An Evaluation of Pose Estimation in Video of Traditional Martial Arts Presentation

  • Nguyễn Tường Thành School of Electronics and Telecommunications, Hanoi University Science and Technology
  • Lê Văn Hùng Tan Trao University
  • Phạm Thành Công School of Electronics and Telecommunications, Hanoi University Science and Technology
Keywords: Estimation of keypoints, pose estimation, deep learning, skeleton, conserving and teaching traditional martial arts

Abstract

Preserving, maintaining, and teaching traditional martial arts are very important activities in social life. That helps individuals preserve national culture, exercise, and practice self-defense. However, traditional martial arts have many differentposturesaswellasvariedmovementsofthebodyand body parts. The problem of estimating the actions of human body still has many challenges, such as accuracy, obscurity, and so forth. This paper begins with a review of several methods of 2-D human pose estimation on the RGB images, in which the methods of using the Convolutional Neural Network (CNN) models have outstanding advantages in terms of processing time and accuracy. In this work we built a small dataset and used CNN for estimating keypoints and joints of actions in traditional martial arts videos. Next we applied the measurements (length of joints, deviation angle of joints, and deviation of keypoints) for evaluating pose estimation in 2-D and 3-D spaces. The estimator was trained on the classic MSCOCO Keypoints Challenge dataset, the results were evaluated on a well-known dataset of Martial Arts, Dancing, and Sports dataset. The results were quantitatively evaluated and reported in this paper.

Author Biographies

Nguyễn Tường Thành, School of Electronics and Telecommunications, Hanoi University Science and Technology

Nguyen Tuong Thanh received B.E. degree from Hanoi University Science and Technology in 2002 in Electronics and Telecommunications; He received M.E. degree in Electronic Engineering, University of Transport and Communications. He is now PhD student in Electronic Engineering, Hanoi University of Science and Technology. Currently, he is working at the Faculty of Engineering and Technology, Quy Nhon University. His research interests include computer vision, image processing 2-D, 3-D machine leaning, deep learning.

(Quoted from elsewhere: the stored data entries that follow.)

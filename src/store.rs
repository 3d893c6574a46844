//! On-disk session store.
//!
//! A game lives in one directory: `game.json` holds the serialized
//! [`Session`], `orders.<faction>` files are the inputs for a turn, and
//! `report.<faction>` / `players.out` are the outputs. Opening the store
//! takes an advisory lock (`game.lock`, created exclusively, removed on
//! drop) so at most one writer ever holds a session; a stale lock from a
//! crashed run must be removed by the operator.
//!
//! Saving is all-or-nothing: the session is written to a temp file and
//! renamed over `game.json`, and the pipeline calls [`SessionStore::save`]
//! exactly once, after the last phase. An aborted turn leaves the previous
//! turn's state untouched.

use std::fs::{self, File, OpenOptions};
use std::io::{BufReader, BufWriter, ErrorKind, Write};
use std::path::{Path, PathBuf};

use thiserror::Error;

use crate::game::session::Session;
use crate::rules::RuleSet;

const SESSION_FILE: &str = "game.json";
const SESSION_TEMP_FILE: &str = "game.json.new";
const LOCK_FILE: &str = "game.lock";

/// Failures at the persistence boundary.
#[derive(Debug, Error)]
pub enum StoreError {
    #[error("no session found in {0}")]
    Missing(PathBuf),

    #[error("a session already exists in {0}")]
    Exists(PathBuf),

    #[error("session data is corrupt: {0}")]
    Corrupt(#[from] serde_json::Error),

    #[error("another process holds the session lock {0}")]
    Locked(PathBuf),

    #[error(transparent)]
    Io(#[from] std::io::Error),
}

/// Removes the lock file when the store handle is dropped.
struct LockGuard {
    path: PathBuf,
}

impl Drop for LockGuard {
    fn drop(&mut self) {
        let _ = fs::remove_file(&self.path);
    }
}

/// Exclusive handle to one game directory.
pub struct SessionStore {
    dir: PathBuf,
    _lock: LockGuard,
}

impl SessionStore {
    /// Opens a game directory, creating it if needed, and acquires the
    /// single-writer lock.
    pub fn open(dir: impl Into<PathBuf>) -> Result<SessionStore, StoreError> {
        let dir = dir.into();
        fs::create_dir_all(&dir)?;
        let lock_path = dir.join(LOCK_FILE);
        match OpenOptions::new()
            .write(true)
            .create_new(true)
            .open(&lock_path)
        {
            Ok(_) => Ok(SessionStore {
                _lock: LockGuard { path: lock_path },
                dir,
            }),
            Err(e) if e.kind() == ErrorKind::AlreadyExists => Err(StoreError::Locked(lock_path)),
            Err(e) => Err(e.into()),
        }
    }

    pub fn dir(&self) -> &Path {
        &self.dir
    }

    fn session_path(&self) -> PathBuf {
        self.dir.join(SESSION_FILE)
    }

    /// Orders source for a faction, addressed by faction number.
    pub fn orders_path(&self, faction: u32) -> PathBuf {
        self.dir.join(format!("orders.{}", faction))
    }

    /// Report destination for a faction, addressed the same way.
    pub fn report_path(&self, faction: u32) -> PathBuf {
        self.dir.join(format!("report.{}", faction))
    }

    pub fn players_path(&self) -> PathBuf {
        self.dir.join("players.out")
    }

    /// Generates and persists a brand new world. Refuses to clobber an
    /// existing session.
    pub fn create(
        &self,
        name: &str,
        seed: u64,
        rules: &RuleSet,
    ) -> Result<Session, StoreError> {
        if self.session_path().exists() {
            return Err(StoreError::Exists(self.dir.clone()));
        }
        let session = Session::generate(name, seed, rules);
        self.save(&session)?;
        Ok(session)
    }

    pub fn load(&self) -> Result<Session, StoreError> {
        let file = match File::open(self.session_path()) {
            Ok(f) => f,
            Err(e) if e.kind() == ErrorKind::NotFound => {
                return Err(StoreError::Missing(self.dir.clone()))
            }
            Err(e) => return Err(e.into()),
        };
        let session = serde_json::from_reader(BufReader::new(file))?;
        Ok(session)
    }

    /// Atomically replaces the persisted session.
    pub fn save(&self, session: &Session) -> Result<(), StoreError> {
        let temp = self.dir.join(SESSION_TEMP_FILE);
        {
            let file = File::create(&temp)?;
            let mut writer = BufWriter::new(file);
            serde_json::to_writer(&mut writer, session)?;
            writer.flush()?;
        }
        fs::rename(&temp, self.session_path())?;
        Ok(())
    }
}

#[cfg(test)]
mod tests {
    use super::*;

    fn rules() -> RuleSet {
        RuleSet::standard()
    }

    #[test]
    fn create_save_load_roundtrip() {
        let dir = tempfile::tempdir().unwrap();
        let store = SessionStore::open(dir.path()).unwrap();
        let session = store.create("test", 12345, &rules()).unwrap();
        let loaded = store.load().unwrap();
        assert_eq!(session, loaded);
    }

    #[test]
    fn load_without_session_is_missing() {
        let dir = tempfile::tempdir().unwrap();
        let store = SessionStore::open(dir.path()).unwrap();
        assert!(matches!(store.load(), Err(StoreError::Missing(_))));
    }

    #[test]
    fn create_refuses_to_clobber() {
        let dir = tempfile::tempdir().unwrap();
        let store = SessionStore::open(dir.path()).unwrap();
        store.create("test", 1, &rules()).unwrap();
        assert!(matches!(
            store.create("test", 2, &rules()),
            Err(StoreError::Exists(_))
        ));
    }

    #[test]
    fn corrupt_session_is_reported() {
        let dir = tempfile::tempdir().unwrap();
        let store = SessionStore::open(dir.path()).unwrap();
        fs::write(dir.path().join(SESSION_FILE), b"not json").unwrap();
        assert!(matches!(store.load(), Err(StoreError::Corrupt(_))));
    }

    #[test]
    fn second_opener_is_locked_out() {
        let dir = tempfile::tempdir().unwrap();
        let _store = SessionStore::open(dir.path()).unwrap();
        assert!(matches!(
            SessionStore::open(dir.path()),
            Err(StoreError::Locked(_))
        ));
    }

    #[test]
    fn lock_is_released_on_drop() {
        let dir = tempfile::tempdir().unwrap();
        {
            let _store = SessionStore::open(dir.path()).unwrap();
        }
        assert!(SessionStore::open(dir.path()).is_ok());
    }

    #[test]
    fn save_replaces_previous_session() {
        let dir = tempfile::tempdir().unwrap();
        let store = SessionStore::open(dir.path()).unwrap();
        let mut session = store.create("test", 7, &rules()).unwrap();
        session.advance_month();
        store.save(&session).unwrap();
        let loaded = store.load().unwrap();
        assert_eq!(loaded.turn, 1);
    }

    #[test]
    fn paths_are_addressed_by_faction() {
        let dir = tempfile::tempdir().unwrap();
        let store = SessionStore::open(dir.path()).unwrap();
        assert!(store.orders_path(3).ends_with("orders.3"));
        assert!(store.report_path(3).ends_with("report.3"));
    }
}
//! Stormhaven turn driver.
//!
//! One invocation performs one mode: `new` generates and persists a world,
//! `run` executes a single complete turn, `check` dry-runs an orders file
//! against a throwaway world, and `genrules` emits the rules reference.
//! Phase progress is narrated on stdout so an operator can see exactly
//! where an aborted run stopped.

use std::fs::File;
use std::io::{BufReader, BufWriter, Write};
use std::path::PathBuf;
use std::process::ExitCode;

use clap::{Parser, Subcommand};
use rand::Rng;

use stormhaven::engine::TurnCtx;
use stormhaven::game::session::Session;
use stormhaven::orders::parser::{parse_orders, ParseMode};
use stormhaven::pipeline::{run_turn, TurnError};
use stormhaven::report;
use stormhaven::rules::{write_rules_reference, RuleSet};
use stormhaven::store::SessionStore;

#[derive(Parser, Debug)]
#[command(author, version, about, long_about = None)]
struct Cli {
    /// Game directory
    #[arg(long, default_value = ".")]
    dir: PathBuf,

    /// Named rule configuration
    #[arg(long = "type", value_name = "RULESET", default_value = "standard")]
    game_type: String,

    /// Log level (error, warn, info, debug, trace)
    #[arg(long, default_value = "info")]
    log_level: String,

    #[command(subcommand)]
    mode: Mode,
}

#[derive(Subcommand, Debug)]
enum Mode {
    /// Generate a new game world in the game directory
    New {
        /// World seed; drawn at random (and printed) when omitted
        seed: Option<u64>,

        /// Name of the new game
        #[arg(long, default_value = "Stormhaven")]
        name: String,
    },
    /// Run one complete turn
    Run,
    /// Validate an orders file without touching any session
    Check {
        /// Orders file to validate
        orders: PathBuf,

        /// Where to write the validation results
        #[arg(long, default_value = "check.out")]
        out: PathBuf,
    },
    /// Write the static rules reference document
    Genrules {
        /// Output file
        #[arg(long, default_value = "rules.txt")]
        out: PathBuf,
    },
}

fn main() -> ExitCode {
    let cli = Cli::parse();

    let level = std::str::FromStr::from_str(&cli.log_level).unwrap_or(log::LevelFilter::Info);
    env_logger::Builder::new()
        .filter_level(level)
        .format_timestamp(None)
        .target(env_logger::Target::Stdout)
        .init();

    let rules = match RuleSet::named(&cli.game_type) {
        Some(r) => r,
        None => {
            eprintln!(
                "unknown ruleset '{}'; only 'standard' is defined",
                cli.game_type
            );
            return ExitCode::from(2);
        }
    };

    let result = match cli.mode {
        Mode::New { seed, name } => new_game(&cli.dir, seed, &name, &rules),
        Mode::Run => run_one_turn(&cli.dir, &rules),
        Mode::Check { orders, out } => check_orders(&orders, &out),
        Mode::Genrules { out } => genrules(&out, &rules),
    };

    match result {
        Ok(code) => code,
        Err(e) => {
            log::error!("{:#}", e);
            ExitCode::FAILURE
        }
    }
}

fn new_game(
    dir: &PathBuf,
    seed: Option<u64>,
    name: &str,
    rules: &RuleSet,
) -> anyhow::Result<ExitCode> {
    let store = SessionStore::open(dir)?;
    let seed = match seed {
        Some(s) => s,
        None => {
            let drawn = rand::thread_rng().gen_range(0..=2_147_483_647u64);
            println!("seed: {}", drawn);
            drawn
        }
    };
    let mut session = store.create(name, seed, rules)?;
    // Initial roster, so players learn their faction numbers before turn 1.
    let ctx = TurnCtx {
        rules,
        dir: store.dir(),
    };
    report::write_roster(&mut session, &ctx)?;
    log::info!(
        "created '{}' (seed {}): {} regions, {} factions",
        session.name,
        session.seed,
        session.regions.len(),
        session.factions.len()
    );
    Ok(ExitCode::SUCCESS)
}

fn run_one_turn(dir: &PathBuf, rules: &RuleSet) -> anyhow::Result<ExitCode> {
    let store = SessionStore::open(dir)?;
    match run_turn(&store, rules) {
        Ok(_) => Ok(ExitCode::SUCCESS),
        Err(TurnError::Finished) => {
            println!("This game is over; no further turns can be run.");
            Ok(ExitCode::from(3))
        }
        Err(e) => Err(e.into()),
    }
}

/// Parses an orders file against a throwaway world. Never reads or writes
/// any session; results go to `out`.
fn check_orders(orders: &PathBuf, out: &PathBuf) -> anyhow::Result<ExitCode> {
    let file = File::open(orders)?;
    let mut session = Session::dummy();
    let outcome = parse_orders(&mut session, 0, BufReader::new(file), ParseMode::Check)?;

    let mut writer = BufWriter::new(File::create(out)?);
    if outcome.diagnostics.is_empty() {
        writeln!(writer, "No problems found.")?;
    } else {
        for d in &outcome.diagnostics {
            writeln!(writer, "line {}: {}", d.line, d.message)?;
        }
    }
    writer.flush()?;
    log::info!(
        "checked {}: {} orders, {} problems",
        orders.display(),
        outcome.orders_attached,
        outcome.diagnostics.len()
    );
    Ok(ExitCode::SUCCESS)
}

fn genrules(out: &PathBuf, rules: &RuleSet) -> anyhow::Result<ExitCode> {
    let mut writer = BufWriter::new(File::create(out)?);
    write_rules_reference(rules, &mut writer)?;
    writer.flush()?;
    log::info!("wrote rules reference to {}", out.display());
    Ok(ExitCode::SUCCESS)
}
/// Phase 14: CAST. Teleport marks a destination that the teleport phase
/// executes after ordinary movement; farsight reports on a distant region
/// immediately.
pub fn run_cast_orders(session: &mut Session, _ctx: &TurnCtx) -> Result<(), PhaseError> {
    for region_idx in 0..session.regions.len() {
        let mut casts: Vec<(u32, Spell)> = Vec::new();
        for unit in &mut session.regions[region_idx].units {
            let num = unit.num;
            for order in drain_orders(unit, |o| matches!(o, Order::Cast { .. })) {
                if let Order::Cast { spell } = order {
                    casts.push((num, spell));
                }
            }
        }
        for (num, spell) in casts {
            let faction = match session.regions[region_idx].unit(num) {
                Some(u) => u.faction,
                None => continue,
            };
            match spell {
                Spell::Teleport { region } => {
                    let knows = session.regions[region_idx]
                        .unit(num)
                        .map(|u| u.knows(Skill::Teleportation))
                        .unwrap_or(false);
                    if !knows {
                        faction_error(
                            session,
                            faction,
                            format!("cast: unit {} has not studied teleportation.", num),
                        );
                        continue;
                    }
                    let landable = session
                        .region(region)
                        .map(|r| !r.is_ocean())
                        .unwrap_or(false);
                    if !landable {
                        faction_error(
                            session,
                            faction,
                            format!("cast: cannot teleport to region {}.", region),
                        );
                        continue;
                    }
                    if let Some(unit) = session.regions[region_idx].unit_mut(num) {
                        unit.teleport_dest = Some(region);
                    }
                }
                Spell::Farsight { region } => {
                    let knows = session.regions[region_idx]
                        .unit(num)
                        .map(|u| u.knows(Skill::Magic))
                        .unwrap_or(false);
                    if !knows {
                        faction_error(
                            session,
                            faction,
                            format!("cast: unit {} has not studied magic.", num),
                        );
                        continue;
                    }
                    let seen = match session.region(region) {
                        Some(r) => format!(
                            "Farsight: {} ({}), wealth {}, {} units.",
                            r.name,
                            r.terrain.name(),
                            r.wealth,
                            r.units.len()
                        ),
                        None => {
                            faction_error(
                                session,
                                faction,
                                format!("cast: no region {}.", region),
                            );
                            continue;
                        }
                    };
                    faction_event(session, faction, seen);
                }
            }
        }
    }
    Ok(())
}

/// Phase 16: FORGET. Unconditional; days already studied are gone.
pub fn run_forget_orders(session: &mut Session, _ctx: &TurnCtx) -> Result<(), PhaseError> {
    for region in &mut session.regions {
        for unit in &mut region.units {
            for order in drain_orders(unit, |o| matches!(o, Order::Forget { .. })) {
                if let Order::Forget { skill } = order {
                    unit.forget_skill(skill);
                }
            }
        }
    }
    Ok(())
}

/// Phase 24: TEACH. A teacher doubles the study progress of listed
/// students in its region for the coming month phase. Teaching is the
/// teacher's month; the flag set here is consumed by the study branch of
/// [`run_month_orders`].
pub fn run_teach_orders(session: &mut Session, _ctx: &TurnCtx) -> Result<(), PhaseError> {
    for region_idx in 0..session.regions.len() {
        let mut lessons: Vec<(u32, Vec<u32>)> = Vec::new();
        for unit in &mut session.regions[region_idx].units {
            let num = unit.num;
            for order in drain_orders(unit, |o| matches!(o, Order::Teach { .. })) {
                if let Order::Teach { students } = order {
                    lessons.push((num, students));
                }
            }
        }
        for (teacher, students) in lessons {
            let faction = match session.regions[region_idx].unit(teacher) {
                Some(u) => u.faction,
                None => continue,
            };
            for student in students {
                let region = &session.regions[region_idx];
                let studying = match region.unit(student) {
                    Some(u) => match u.month_order {
                        Some(MonthOrder::Study { skill }) => Some((skill, u.skill_days(skill))),
                        _ => None,
                    },
                    None => {
                        faction_error(
                            session,
                            faction,
                            format!("teach: unit {} is not here.", student),
                        );
                        continue;
                    }
                };
                let (skill, student_days) = match studying {
                    Some(s) => s,
                    None => {
                        faction_error(
                            session,
                            faction,
                            format!("teach: unit {} is not studying.", student),
                        );
                        continue;
                    }
                };
                let qualified = region
                    .unit(teacher)
                    .map(|u| u.skill_days(skill) > student_days)
                    .unwrap_or(false);
                if !qualified {
                    faction_error(
                        session,
                        faction,
                        format!(
                            "teach: unit {} knows no more {} than its student.",
                            teacher,
                            skill.keyword()
                        ),
                    );
                    continue;
                }
                if let Some(u) = session.regions[region_idx].unit_mut(student) {
                    u.taught = true;
                }
                faction_event(
                    session,
                    faction,
                    format!("Unit {} teaches unit {}.", teacher, student),
                );
            }
        }
    }
    Ok(())
}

Lê Văn Hùng, Tan Trao University

Le Van Hung received M.Sc. degree at Faculty Information Technology- Hanoi National University of Education (2013). He received PhD degree at International Research Institute MICA HUSTCNRS/UMI - 2954 - INP Grenoble (2018). Currently, he is a lecture of Tan Trao University. His research interests include Computer vision, RANSAC and RANSAC variation and 3-D object detection, recognition, machine leaning, deep learning.

Phạm Thành Công, School of Electronics and Telecommunications, Hanoi University Science and Technology

Pham Thanh Cong received M.Sc. degree at Electronics and Telecommunications, Hanoi University of Technology in 1998. He received PhD degree at Electronics and Telecommunications, Turin Polytechnic University, Italy in 2010. Currently, he is a lecturer of institute of Electronics and Telecommunications, Hanoi University of Science and Technology. His research interests include Super high frequency technology, antennas, telecommunication systems.

References

W. Zhang, Z. Liu, L. Zhou, H. Leung, and A. B. Chan, “Martial

Arts, Dancing and Sports dataset: a Challenging Stereo and Multi-View Dataset for 3D Human Pose Estimation,” Image and Vision Computing, vol. Volume 61, 2017.

W. Gong, X. Zhang, J. Gonzalez, A. Sobral, T. Bouwmans, C. Tu, and E. H. Zahzah, “Human Pose Estimation from Monocular Images: A Comprehensive Survey,” Sensors (Basel, Switzerland), vol. 16, no. 12, pp. 1–39, 2016.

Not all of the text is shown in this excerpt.